The Shapiro family and GW supported his studies in the United Kingdom, where he earned a combined master's in philosophy and modern Middle Eastern studies at Oxford and also studied Arabic. When finally ready for the job market, he found a place at the Treasury Department—in Baghdad.

Among his assignments was work on the International Compact with Iraq, the five-year national plan that the United Nations said would move the country toward "peace, sound governance, and economic reconstruction." He traveled back and forth to Afghanistan, too, as part of his Treasury Department assignment.

"In the course of both my time in the Middle East and Oxford, and my time in Iraq and Afghanistan, I started to develop pretty strong opinions based on my experience of seeing militia groups taking power," he says. "I started thinking about how you address these powerful actors who achieve positions of strength where you're trying to build a country."

Discussions with Ralph Steinhardt, Arthur Selwyn Miller Research Professor of Law at GW, helped Mr. Dahl understand human rights mechanisms that could be used as tools in conflict zones.

"He may have taken every course I offered," says Professor Steinhardt, who referred to him as "one of the best students I've ever had" in his 26 years of teaching 

Professor Steinhardt says Mr. Dahl was meticulously prepared for class and a voracious reader. He described him as a student with a rare ability to think across disciplines, exceptional writing skills, and "a terrific sense of humor."  

"I know that he was interested in human rights and a variety of other parts of international law," he says. "The fact that he got the Arthur Helton fellowship is a real sign that he wanted to be—and was fully qualified to be—a human rights lawyer."

But to define Mr. Dahl as a "human rights lawyer" shortchanges the bigger landscape that captures his energy. He says his new job at the Palo Alto office of Wilson Sonsini Goodrich & Rosati is broadening his perspective about what is possible in the world. The firm represents many international and tech-industry clients.

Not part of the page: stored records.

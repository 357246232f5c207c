// SPDX-License-Identifier: AGPL-3.0-or-later
//
// Copyright (C) 2026 Relational Network

//! Authentication errors.

use axum::{
    http::StatusCode,
    response::{IntoResponse, Response},
    Json,
};
use serde::Serialize;

/// Authentication error type.
#[derive(Debug, Clone, PartialEq, Eq)]
pub enum AuthError {
    /// Neither a session cookie nor an Authorization header was sent
    MissingCredential,
    /// Invalid authorization header format
    InvalidAuthHeader,
    /// Token is malformed
    MalformedToken,
    /// Token signature is invalid
    InvalidSignature,
    /// Token was signed with an algorithm other than HS256
    InvalidAlgorithm,
    /// Token has expired
    TokenExpired,
    /// Unknown student number or wrong password
    InvalidCredentials,
    /// Internal error
    InternalError(String),
}

#[derive(Serialize)]
struct AuthErrorBody {
    error: String,
    error_code: String,
}

impl AuthError {
    /// Get the error code for this error.
    pub fn error_code(&self) -> &'static str {
        match self {
            AuthError::MissingCredential => "missing_credential",
            AuthError::InvalidAuthHeader => "invalid_auth_header",
            AuthError::MalformedToken => "malformed_token",
            AuthError::InvalidSignature => "invalid_signature",
            AuthError::InvalidAlgorithm => "invalid_algorithm",
            AuthError::TokenExpired => "token_expired",
            AuthError::InvalidCredentials => "invalid_credentials",
            AuthError::InternalError(_) => "internal_error",
        }
    }

    /// Get the HTTP status code for this error.
    pub fn status_code(&self) -> StatusCode {
        match self {
            AuthError::InternalError(_) => StatusCode::INTERNAL_SERVER_ERROR,
            _ => StatusCode::UNAUTHORIZED,
        }
    }
}

impl std::fmt::Display for AuthError {
    fn fmt(&self, f: &mut std::fmt::Formatter<'_>) -> std::fmt::Result {
        match self {
            AuthError::MissingCredential => {
                write!(f, "Missing session cookie or Authorization header")
            }
            AuthError::InvalidAuthHeader => {
                write!(f, "Invalid authorization header format (expected 'Bearer <token>')")
            }
            AuthError::MalformedToken => write!(f, "Token is malformed"),
            AuthError::InvalidSignature => write!(f, "Token signature is invalid"),
            AuthError::InvalidAlgorithm => write!(f, "Token signing algorithm is not accepted"),
            AuthError::TokenExpired => write!(f, "Token has expired"),
            AuthError::InvalidCredentials => write!(f, "Invalid student number or password"),
            AuthError::InternalError(msg) => write!(f, "Internal authentication error: {msg}"),
        }
    }
}

impl std::error::Error for AuthError {}

impl IntoResponse for AuthError {
    fn into_response(self) -> Response {
        let status = self.status_code();
        let body = Json(AuthErrorBody {
            error: self.to_string(),
            error_code: self.error_code().to_string(),
        });
        (status, body).into_response()
    }
}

"I returned from Iraq and Afghanistan knowing that there will always be physical threats to our safety, but feeling that perhaps the greatest existential threat to American well-being is an economic climate that suffocates entrepreneurial initiative and human potential," Mr. Dahl explains. "Working with entrepreneurs who are sharing their talents with society offers an incredibly satisfying way to further enable the potential that has always been essential to our national character."